La modestie des grands champions
C'est après l'âge de 18 ans que concilier sport de haut niveau et études de médecine s'avère délicat. Malgré une pointe de regret, elle doit mettre la pédale douce sur sa carrière sportive. « C'est presque bien tombé, puisque j'ai eu une blessure au genou au même moment », se souvient-elle. Le futur Dr Salvetat bénéficie d'un contrat conclu entre l'administration de la faculté, elle-même et son parrain : le Pr Daniel Rivière qu'elle compare affectueusement « aux Pr Tryphon Tournesol », la surdité en moins. Un tel contrat permet de rater des TD et des TP normalement obligatoires lors des compétitions importantes, des sélections ou des stages. « C'est une personne exceptionnelle ! affirme le Pr Rivière, du point de vue cycliste comme médical, avec une mentalité parfaite : toujours souriante, et dotée de la modestie des grands champions. »
« Quand j'étudiais, je regrettais de ne pas m'entraîner assez, et quand je m'entraînais, je regrettais de ne pas suffisamment étudier. Dans un même temps, le cyclisme était une bouffée d'air dont j'avais besoin pour garder mon équilibre », explique la championne. Cela ne l'empêche pas d'enchaîner un DU de nutrition du sport, un DU de podologie du sport et sa capacité de médecine du sport tout en écrivant sa thèse, le tout avec « une organisation millimétrée », se souvient son frère Éric Salvetat. « La soutenance a été empreinte d'émotions », selon le Pr Rivière qui salue « la passion pour le sport et la médecine » de son ancienne filleule chez qui il n'a jamais « senti la moindre tentation de devoir choisir entre les deux. Elle a su se montrer assez intelligente pour gérer les deux, en sacrifiant les objectifs sportifs mineurs afin de se consacrer, sur le long terme, à des objectifs majeurs. »
Retour triomphal
Le retour dans le peloton à la fin de l'Internat en 2002, est triomphal avec un premier titre de championne de France de cyclo-cross. « Une amie m'avait promis de me prendre ma garde si je gagnais le titre, se remémore-t-elle. C'était un moment très fort car il s'était écoulé dix ans depuis que j'avais gagné mon précédent titre en junior ». Elle remportera le titre de nouveau en 2004, 2005, 2007 et 2009.
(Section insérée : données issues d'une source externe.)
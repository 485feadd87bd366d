//! Infrastructure layer for review-gate
//!
//! This crate contains adapters that implement the ports defined in the
//! application layer: the filesystem signal scanner, the JSONL metrics
//! store, validator adapters, and configuration file loading.

pub mod agents;
pub mod config;
pub mod metrics;
pub mod scanner;

// Re-export commonly used types
pub use agents::{
    RecordedVerdictAgent, RecordedVerdicts, RecordedVerdictsError, ScriptReviewAgent,
    build_review_agents,
};
pub use config::{
    ConfigLoader, DEFAULT_METRICS_DIR, ENV_PREFIX, FileAgentDefinition, FileAgentsConfig,
    FileConfig, FileMetricsConfig, FileReviewConfig,
};
pub use metrics::JsonlMetricsStore;
pub use scanner::FsSignalScanner;
//! Override policy for the consensus gate
//!
//! The gate requires unanimous approval. The only exception is an explicitly
//! requested override of a single veto, allowed when enough other agents
//! approve.

use serde::{Deserialize, Serialize};

/// Default number of approvals needed to override a single veto
pub const DEFAULT_VETO_OVERRIDE_THRESHOLD: usize = 6;

/// Rule for deciding whether a veto may be overridden
///
/// The threshold is an absolute approval count. It does not scale with the
/// number of active agents.
///
/// # Example
///
/// ```
/// use gate_domain::quorum::ConsensusPolicy;
///
/// let policy = ConsensusPolicy::default();
/// assert!(policy.override_allowed(1, 6));
/// assert!(!policy.override_allowed(1, 5));
/// assert!(!policy.override_allowed(2, 10)); // never more than one veto
/// ```
#[derive(Debug, Clone, Copy, PartialEq, Eq, Serialize, Deserialize)]
pub struct ConsensusPolicy {
    /// Approvals required for an override
    pub veto_override_threshold: usize,
}

impl Default for ConsensusPolicy {
    fn default() -> Self {
        Self {
            veto_override_threshold: DEFAULT_VETO_OVERRIDE_THRESHOLD,
        }
    }
}

impl ConsensusPolicy {
    pub fn new(veto_override_threshold: usize) -> Self {
        Self {
            veto_override_threshold,
        }
    }

    /// Check whether an override may be granted
    ///
    /// Only a lone veto can be overridden, and only when `approvals` reaches
    /// the threshold. Warnings are not approvals.
    pub fn override_allowed(&self, vetoes: usize, approvals: usize) -> bool {
        vetoes == 1 && approvals >= self.veto_override_threshold
    }

    /// Get a human-readable description of this policy
    pub fn description(&self) -> String {
        format!(
            "unanimous; a single veto can be overridden with at least {} approvals",
            self.veto_override_threshold
        )
    }
}

impl std::fmt::Display for ConsensusPolicy {
    fn fmt(&self, f: &mut std::fmt::Formatter<'_>) -> std::fmt::Result {
        write!(f, "{}", self.description())
    }
}

#[cfg(test)]
mod tests {
    use super::*;

    #[test]
    fn test_default_threshold() {
        assert_eq!(ConsensusPolicy::default().veto_override_threshold, 6);
    }

    #[test]
    fn test_single_veto_threshold() {
        let policy = ConsensusPolicy::default();

        assert!(!policy.override_allowed(1, 5));
        assert!(policy.override_allowed(1, 6));
        assert!(policy.override_allowed(1, 12));
    }

    #[test]
    fn test_multiple_vetoes_never_overridable() {
        let policy = ConsensusPolicy::new(1);

        assert!(!policy.override_allowed(2, 100));
        assert!(!policy.override_allowed(3, 3));
    }

    #[test]
    fn test_no_veto_is_not_an_override() {
        assert!(!ConsensusPolicy::new(0).override_allowed(0, 10));
    }

    #[test]
    fn test_display() {
        assert_eq!(
            ConsensusPolicy::new(4).to_string(),
            "unanimous; a single veto can be overridden with at least 4 approvals"
        );
    }
}
//! Consensus decision
//!
//! Aggregates one verdict per active agent into a single gate decision.

use super::policy::ConsensusPolicy;
use super::verdict::AgentVerdict;
use serde::{Deserialize, Serialize};

/// Outcome of a review cycle
#[derive(Debug, Clone, Copy, PartialEq, Eq, Serialize, Deserialize)]
#[serde(rename_all = "SCREAMING_SNAKE_CASE")]
pub enum ConsensusDecision {
    /// No agent vetoed
    Approved,
    /// At least one veto stands
    Blocked,
    /// A single veto was overridden on request
    ApprovedWithOverride,
}

impl ConsensusDecision {
    /// Whether the downstream action may proceed
    pub fn allows_proceed(&self) -> bool {
        !matches!(self, ConsensusDecision::Blocked)
    }

    pub fn as_str(&self) -> &'static str {
        match self {
            ConsensusDecision::Approved => "APPROVED",
            ConsensusDecision::Blocked => "BLOCKED",
            ConsensusDecision::ApprovedWithOverride => "APPROVED_WITH_OVERRIDE",
        }
    }
}

impl std::fmt::Display for ConsensusDecision {
    fn fmt(&self, f: &mut std::fmt::Formatter<'_>) -> std::fmt::Result {
        f.write_str(self.as_str())
    }
}

/// Aggregated result of a review cycle
///
/// `vetoes` keeps every VETO verdict in the order it was received. When an
/// override was granted the single overridden veto stays here for audit.
#[derive(Debug, Clone, PartialEq, Serialize, Deserialize)]
pub struct ConsensusResult {
    pub decision: ConsensusDecision,
    pub vetoes: Vec<AgentVerdict>,
    /// WARN verdicts, carried for reporting only
    pub warnings: Vec<AgentVerdict>,
    pub overridden: bool,
    pub override_requested: bool,
    pub approvals: usize,
    pub total_agents: usize,
}

impl ConsensusResult {
    pub fn is_approved(&self) -> bool {
        self.decision.allows_proceed()
    }

    pub fn is_blocked(&self) -> bool {
        self.decision == ConsensusDecision::Blocked
    }

    /// Vetoes synthesized because an agent timed out
    pub fn timeouts(&self) -> impl Iterator<Item = &AgentVerdict> {
        self.vetoes.iter().filter(|v| v.is_timeout())
    }

    /// Vetoes returned by the agents themselves
    pub fn substantive_vetoes(&self) -> impl Iterator<Item = &AgentVerdict> {
        self.vetoes.iter().filter(|v| !v.is_synthesized())
    }

    /// Generate a visual verdict summary (e.g., "6/8 approve, 1 veto, 1 warn")
    pub fn summary(&self) -> String {
        format!(
            "{}/{} approve, {} veto, {} warn",
            self.approvals,
            self.total_agents,
            self.vetoes.len(),
            self.warnings.len()
        )
    }
}

/// Apply the decision rule to a complete set of verdicts
///
/// 1. No vetoes: `Approved`. WARN verdicts never block.
/// 2. Exactly one veto, override requested, approvals at or above the
///    threshold: `ApprovedWithOverride`.
/// 3. Otherwise `Blocked`.
///
/// # Example
///
/// ```
/// use gate_domain::quorum::{decide, AgentVerdict, ConsensusDecision, ConsensusPolicy, Severity};
///
/// let verdicts = vec![
///     AgentVerdict::approve("data-agent", "ok"),
///     AgentVerdict::veto("doc-agent", "README outdated", Severity::Medium),
/// ];
/// let result = decide(&verdicts, &ConsensusPolicy::default(), false);
/// assert_eq!(result.decision, ConsensusDecision::Blocked);
/// assert_eq!(result.vetoes.len(), 1);
/// ```
pub fn decide(
    verdicts: &[AgentVerdict],
    policy: &ConsensusPolicy,
    override_requested: bool,
) -> ConsensusResult {
    let vetoes: Vec<AgentVerdict> = verdicts.iter().filter(|v| v.is_veto()).cloned().collect();
    let warnings: Vec<AgentVerdict> = verdicts.iter().filter(|v| v.is_warn()).cloned().collect();
    let approvals = verdicts.iter().filter(|v| v.is_approve()).count();

    let (decision, overridden) = if vetoes.is_empty() {
        (ConsensusDecision::Approved, false)
    } else if override_requested && policy.override_allowed(vetoes.len(), approvals) {
        (ConsensusDecision::ApprovedWithOverride, true)
    } else {
        (ConsensusDecision::Blocked, false)
    };

    ConsensusResult {
        decision,
        vetoes,
        warnings,
        overridden,
        override_requested,
        approvals,
        total_agents: verdicts.len(),
    }
}

#[cfg(test)]
mod tests {
    use super::*;
    use crate::quorum::verdict::Severity;

    fn approvals(n: usize) -> Vec<AgentVerdict> {
        (0..n)
            .map(|i| AgentVerdict::approve(format!("agent-{i}"), "ok"))
            .collect()
    }

    #[test]
    fn test_all_approve() {
        let result = decide(&approvals(6), &ConsensusPolicy::default(), false);

        assert_eq!(result.decision, ConsensusDecision::Approved);
        assert!(!result.overridden);
        assert!(result.vetoes.is_empty());
        assert_eq!(result.approvals, 6);
        assert_eq!(result.total_agents, 6);
    }

    #[test]
    fn test_single_veto_blocks_without_override() {
        let mut verdicts = approvals(7);
        verdicts.push(AgentVerdict::veto("security-agent", "secret", Severity::Critical));

        let result = decide(&verdicts, &ConsensusPolicy::default(), false);

        assert_eq!(result.decision, ConsensusDecision::Blocked);
        assert_eq!(result.vetoes.len(), 1);
        assert!(!result.overridden);
    }

    #[test]
    fn test_override_with_six_approvals() {
        // N=8: 6 approve, 1 veto, 1 warn
        let mut verdicts = approvals(6);
        verdicts.push(AgentVerdict::veto("doc-agent", "stale docs", Severity::Medium));
        verdicts.push(AgentVerdict::warn("refactor-agent", "long function"));

        let result = decide(&verdicts, &ConsensusPolicy::default(), true);

        assert_eq!(result.decision, ConsensusDecision::ApprovedWithOverride);
        assert!(result.overridden);
        assert_eq!(result.vetoes.len(), 1);
        assert_eq!(result.vetoes[0].agent_id, "doc-agent");
        assert_eq!(result.warnings.len(), 1);
        assert_eq!(result.total_agents, 8);
    }

    #[test]
    fn test_override_fails_with_five_approvals() {
        // Warnings do not count toward the threshold
        let mut verdicts = approvals(5);
        verdicts.push(AgentVerdict::veto("doc-agent", "stale docs", Severity::Medium));
        verdicts.push(AgentVerdict::warn("refactor-agent", "long function"));
        verdicts.push(AgentVerdict::warn("build-agent", "slow build"));

        let result = decide(&verdicts, &ConsensusPolicy::default(), true);

        assert_eq!(result.decision, ConsensusDecision::Blocked);
        assert!(!result.overridden);
        assert!(result.override_requested);
    }

    #[test]
    fn test_two_vetoes_never_overridden() {
        let mut verdicts = approvals(10);
        verdicts.push(AgentVerdict::veto("security-agent", "secret", Severity::Critical));
        verdicts.push(AgentVerdict::veto("test-agent", "coverage 60%", Severity::High));

        let result = decide(&verdicts, &ConsensusPolicy::default(), true);

        assert_eq!(result.decision, ConsensusDecision::Blocked);
        assert_eq!(result.vetoes.len(), 2);
    }

    #[test]
    fn test_vetoes_keep_received_order() {
        let verdicts = vec![
            AgentVerdict::veto("test-agent", "b", Severity::High),
            AgentVerdict::approve("data-agent", "ok"),
            AgentVerdict::veto("doc-agent", "a", Severity::Low),
        ];

        let result = decide(&verdicts, &ConsensusPolicy::default(), false);

        let order: Vec<_> = result.vetoes.iter().map(|v| v.agent_id.as_str()).collect();
        assert_eq!(order, vec!["test-agent", "doc-agent"]);
    }

    #[test]
    fn test_warnings_never_block() {
        let mut verdicts = approvals(3);
        verdicts.push(AgentVerdict::warn("doc-agent", "typo"));

        let result = decide(&verdicts, &ConsensusPolicy::default(), false);

        assert_eq!(result.decision, ConsensusDecision::Approved);
        assert_eq!(result.warnings.len(), 1);
    }

    #[test]
    fn test_timeout_distinguished_from_substantive_veto() {
        let verdicts = vec![
            AgentVerdict::veto("security-agent", "secret", Severity::Critical),
            AgentVerdict::timeout("doc-agent"),
        ];

        let result = decide(&verdicts, &ConsensusPolicy::default(), false);

        assert_eq!(result.timeouts().count(), 1);
        assert_eq!(result.substantive_vetoes().count(), 1);
    }

    #[test]
    fn test_summary_and_display() {
        let mut verdicts = approvals(2);
        verdicts.push(AgentVerdict::warn("doc-agent", "typo"));
        let result = decide(&verdicts, &ConsensusPolicy::default(), false);

        assert_eq!(result.summary(), "2/3 approve, 0 veto, 1 warn");
        assert_eq!(ConsensusDecision::ApprovedWithOverride.to_string(), "APPROVED_WITH_OVERRIDE");
        assert!(ConsensusDecision::ApprovedWithOverride.allows_proceed());
        assert!(!ConsensusDecision::Blocked.allows_proceed());
    }
}
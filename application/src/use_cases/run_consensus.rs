//! Run Consensus use case
//!
//! Fans a review out to every active agent, waits for their verdicts up to
//! the deadline, and applies the consensus policy.

use crate::config::ReviewParams;
use crate::ports::progress::{CycleProgressNotifier, NoProgress};
use crate::ports::review_agent::{AgentError, ReviewAgentRegistry, ReviewRequest};
use crate::use_cases::detect_agents::DetectionReport;
use crate::use_cases::record_metrics::RecordReport;
use futures::FutureExt;
use gate_domain::{
    ActiveAgentSet, AgentVerdict, ConsensusResult, CycleError, ProjectSignals, RecordOutcome,
    ReviewCycle,
};
use serde::Serialize;
use std::any::Any;
use std::panic::AssertUnwindSafe;
use std::path::PathBuf;
use std::sync::Arc;
use thiserror::Error;
use tokio::task::JoinSet;
use tracing::{debug, info, warn};

/// Errors that can occur while running a review cycle
#[derive(Error, Debug)]
pub enum ReviewError {
    #[error("Review cycle error: {0}")]
    Cycle(#[from] CycleError),
}

/// Input for the RunConsensus use case
#[derive(Debug, Clone)]
pub struct RunConsensusInput {
    pub cycle_id: String,
    pub root: PathBuf,
    pub signals: Arc<ProjectSignals>,
    pub active: ActiveAgentSet,
    pub override_requested: bool,
}

impl RunConsensusInput {
    pub fn new(
        cycle_id: impl Into<String>,
        root: impl Into<PathBuf>,
        signals: Arc<ProjectSignals>,
        active: ActiveAgentSet,
    ) -> Self {
        Self {
            cycle_id: cycle_id.into(),
            root: root.into(),
            signals,
            active,
            override_requested: false,
        }
    }

    /// Build the input from a detection report
    pub fn from_detection(cycle_id: impl Into<String>, report: &DetectionReport) -> Self {
        Self::new(
            cycle_id,
            report.root.clone(),
            Arc::new(report.signals.clone()),
            report.active.clone(),
        )
    }

    pub fn with_override(mut self, requested: bool) -> Self {
        self.override_requested = requested;
        self
    }
}

/// Verdicts and decision of one cycle
#[derive(Debug, Clone, Serialize)]
pub struct CycleOutcome {
    pub cycle_id: String,
    /// Every verdict, in the order it was recorded
    pub verdicts: Vec<AgentVerdict>,
    pub result: ConsensusResult,
}

/// Full report of a review run
#[derive(Debug, Clone, Serialize)]
pub struct ReviewReport {
    pub detection: DetectionReport,
    pub outcome: CycleOutcome,
    #[serde(skip_serializing_if = "Option::is_none")]
    pub metrics: Option<RecordReport>,
}

impl ReviewReport {
    pub fn new(detection: DetectionReport, outcome: CycleOutcome) -> Self {
        Self {
            detection,
            outcome,
            metrics: None,
        }
    }

    pub fn with_metrics(mut self, metrics: RecordReport) -> Self {
        self.metrics = Some(metrics);
        self
    }
}

/// Use case for running one consensus cycle
pub struct RunConsensusUseCase {
    agents: ReviewAgentRegistry,
    params: ReviewParams,
}

impl RunConsensusUseCase {
    pub fn new(agents: ReviewAgentRegistry, params: ReviewParams) -> Self {
        Self { agents, params }
    }

    pub fn params(&self) -> &ReviewParams {
        &self.params
    }

    /// Execute the use case with default (no-op) progress
    pub async fn execute(&self, input: RunConsensusInput) -> Result<CycleOutcome, ReviewError> {
        self.execute_with_progress(input, &NoProgress).await
    }

    /// Execute the use case with progress callbacks
    pub async fn execute_with_progress(
        &self,
        input: RunConsensusInput,
        progress: &dyn CycleProgressNotifier,
    ) -> Result<CycleOutcome, ReviewError> {
        let mut cycle = ReviewCycle::new(input.cycle_id.clone(), input.active.ids());
        info!(
            "Starting review cycle {} with {} agents (timeout {}s)",
            input.cycle_id,
            input.active.len(),
            self.params.timeout.as_secs()
        );
        progress.on_cycle_start(&input.cycle_id, input.active.len());

        let request = Arc::new(ReviewRequest {
            cycle_id: input.cycle_id.clone(),
            root: input.root.clone(),
            signals: Arc::clone(&input.signals),
            standards: self.params.standards.clone(),
        });

        let mut join_set = JoinSet::new();
        let mut unassigned = Vec::new();

        for agent_id in input.active.ids() {
            let Some(agent) = self.agents.get(agent_id) else {
                unassigned.push(agent_id.to_string());
                continue;
            };
            let request = Arc::clone(&request);
            let agent_id = agent_id.to_string();

            join_set.spawn(async move {
                // A panicking validator must still yield a verdict for its agent
                let result = AssertUnwindSafe(agent.validate(&request))
                    .catch_unwind()
                    .await;
                (agent_id, result)
            });
        }

        for agent_id in unassigned {
            warn!("No validator configured for {}", agent_id);
            let verdict = AgentVerdict::agent_error(&agent_id, "no validator configured");
            Self::accept(&mut cycle, verdict, progress)?;
        }

        let deadline = tokio::time::sleep(self.params.timeout);
        tokio::pin!(deadline);

        while cycle.is_collecting() {
            tokio::select! {
                joined = join_set.join_next() => match joined {
                    Some(Ok((agent_id, result))) => {
                        let verdict = Self::into_verdict(&agent_id, result);
                        Self::accept(&mut cycle, verdict, progress)?;
                    }
                    Some(Err(e)) => warn!("Agent task join error: {}", e),
                    None => {
                        let pending: Vec<String> = cycle.pending().map(str::to_string).collect();
                        for agent_id in pending {
                            let verdict = AgentVerdict::agent_error(
                                &agent_id,
                                "validator task ended without a verdict",
                            );
                            Self::accept(&mut cycle, verdict, progress)?;
                        }
                    }
                },
                _ = &mut deadline => {
                    let pending: Vec<String> = cycle.pending().map(str::to_string).collect();
                    warn!(
                        "Review deadline reached; {} agents did not answer: {}",
                        pending.len(),
                        pending.join(", ")
                    );
                    progress.on_timeout(&pending);
                    for verdict in cycle.expire() {
                        progress.on_verdict(&verdict);
                    }
                }
            }
        }

        // Outstanding validators are cancelled; anything they would still
        // produce is discarded.
        join_set.abort_all();

        let result = cycle.decide(&self.params.policy(), input.override_requested)?;
        if result.overridden {
            warn!(
                "Veto from {} overridden with {} approvals",
                result
                    .vetoes
                    .first()
                    .map(|v| v.agent_id.as_str())
                    .unwrap_or("?"),
                result.approvals
            );
        }
        info!("Cycle {}: {}", input.cycle_id, result.summary());
        progress.on_cycle_complete(&result);

        Ok(CycleOutcome {
            cycle_id: input.cycle_id,
            verdicts: cycle.verdicts().to_vec(),
            result,
        })
    }

    fn accept(
        cycle: &mut ReviewCycle,
        verdict: AgentVerdict,
        progress: &dyn CycleProgressNotifier,
    ) -> Result<(), ReviewError> {
        match cycle.record(verdict.clone())? {
            RecordOutcome::Discarded => {
                debug!("Discarding late verdict from {}", verdict.agent_id);
            }
            RecordOutcome::Accepted | RecordOutcome::Completed => {
                debug!("{} -> {}", verdict.agent_id, verdict.status);
                progress.on_verdict(&verdict);
            }
        }
        Ok(())
    }

    /// Turn a validator's result into the verdict recorded for `agent_id`
    ///
    /// Errors, panics and verdicts for the wrong agent all become
    /// `agent error` vetoes.
    fn into_verdict(
        agent_id: &str,
        result: Result<Result<AgentVerdict, AgentError>, Box<dyn Any + Send>>,
    ) -> AgentVerdict {
        match result {
            Ok(Ok(verdict)) if verdict.agent_id == agent_id => verdict,
            Ok(Ok(verdict)) => {
                let error = AgentError::WrongAgent {
                    expected: agent_id.to_string(),
                    actual: verdict.agent_id,
                };
                warn!("{}", error);
                AgentVerdict::agent_error(agent_id, error.to_string())
            }
            Ok(Err(e)) => {
                warn!("Agent {} failed: {}", agent_id, e);
                AgentVerdict::agent_error(agent_id, e.to_string())
            }
            Err(panic) => {
                let detail = panic
                    .downcast_ref::<&str>()
                    .map(|s| s.to_string())
                    .or_else(|| panic.downcast_ref::<String>().cloned())
                    .unwrap_or_else(|| "validator panicked".to_string());
                warn!("Agent {} panicked: {}", agent_id, detail);
                AgentVerdict::agent_error(agent_id, detail)
            }
        }
    }
}
//! Configuration value objects for the domain layer
//!
//! These are domain concepts related to configuration that are
//! used across multiple layers.

mod issue;
mod report_format;

pub use issue::{ConfigIssue, ConfigIssueCode, IssueLevel};
pub use report_format::ReportFormat;
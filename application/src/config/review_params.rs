//! Review parameters for cycle control
//!
//! [`ReviewParams`] groups the static parameters of a review cycle. They are
//! loaded from configuration once and passed to the use cases explicitly.

use gate_domain::ConsensusPolicy;
use gate_domain::quorum::DEFAULT_VETO_OVERRIDE_THRESHOLD;
use serde::{Deserialize, Serialize};
use std::time::Duration;

/// Default deadline for collecting verdicts.
pub const DEFAULT_TIMEOUT_SECONDS: u64 = 300;

/// Quality bar shared with every agent.
#[derive(Debug, Clone, PartialEq, Eq, Serialize, Deserialize)]
pub struct ReviewStandards {
    /// Minimum test coverage, in percent.
    pub test_coverage_minimum: u32,
    /// Maximum cyclomatic complexity per function.
    pub max_complexity: u32,
    /// Maximum changed lines per pull request.
    pub max_pr_lines: u32,
}

impl Default for ReviewStandards {
    fn default() -> Self {
        Self {
            test_coverage_minimum: 80,
            max_complexity: 10,
            max_pr_lines: 500,
        }
    }
}

/// Review cycle control parameters.
#[derive(Debug, Clone, PartialEq, Eq, Serialize, Deserialize)]
pub struct ReviewParams {
    pub standards: ReviewStandards,
    /// Approvals needed to override a single veto.
    pub veto_override_threshold: usize,
    /// How long to wait for verdicts before synthesizing timeout vetoes.
    pub timeout: Duration,
}

impl Default for ReviewParams {
    fn default() -> Self {
        Self {
            standards: ReviewStandards::default(),
            veto_override_threshold: DEFAULT_VETO_OVERRIDE_THRESHOLD,
            timeout: Duration::from_secs(DEFAULT_TIMEOUT_SECONDS),
        }
    }
}

impl ReviewParams {
    // ==================== Builder Methods ====================

    pub fn with_standards(mut self, standards: ReviewStandards) -> Self {
        self.standards = standards;
        self
    }

    pub fn with_veto_override_threshold(mut self, threshold: usize) -> Self {
        self.veto_override_threshold = threshold;
        self
    }

    pub fn with_timeout(mut self, timeout: Duration) -> Self {
        self.timeout = timeout;
        self
    }

    pub fn with_timeout_seconds(self, seconds: u64) -> Self {
        self.with_timeout(Duration::from_secs(seconds))
    }

    /// The consensus policy these parameters describe
    pub fn policy(&self) -> ConsensusPolicy {
        ConsensusPolicy::new(self.veto_override_threshold)
    }
}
L'année 2007 sera l'année de la consécration, avec un titre de championne du monde du cyclo-cross et un titre de championne de France de contre-la-montre sur route. L’époque est alors marquée par la domination écrasante de Jeannie Longo. « Tout le monde se battait pour la deuxième place sauf elle qui courait pour gagner », lance le Pr Rivière. L'année suivante, c'est l'aventure olympique sur route à Pékin, hélas non récompensée par une médaille.
Pontchateau, près de Nantes, est une ville qui compte beaucoup pour Marilyne Salvetat, puisqu'après y avoir obtenu un titre de vice champion du monde en 2004 c'est sur cette terre bénie par les dieux du cyclo-cross qu'elle remporte son dernier titre de championne de France avant la retraite. « Je voulais rendre hommage aux bénévoles, à tous ceux qui se bougent dans les clubs pour rendre ce sport vivant », insiste-t-elle.
Si elle est descendue de selle, Marilyne n’a pas chaumé. Devenue médecin des équipes de France de cyclisme en février 2012, elle continue à assurer des activités de médecin généraliste remplaçante et de consultante pour l'industrie pharmaceutique. Cette boulimique d'activité s'est également attaquée à un autre challenge : élever un petit Esteban de 5 ans « nourri aux pommes de terre du jardin de papy », rigole-t-elle, un futur coureur qui fait déjà beaucoup pédaler sa mère dans les côtes.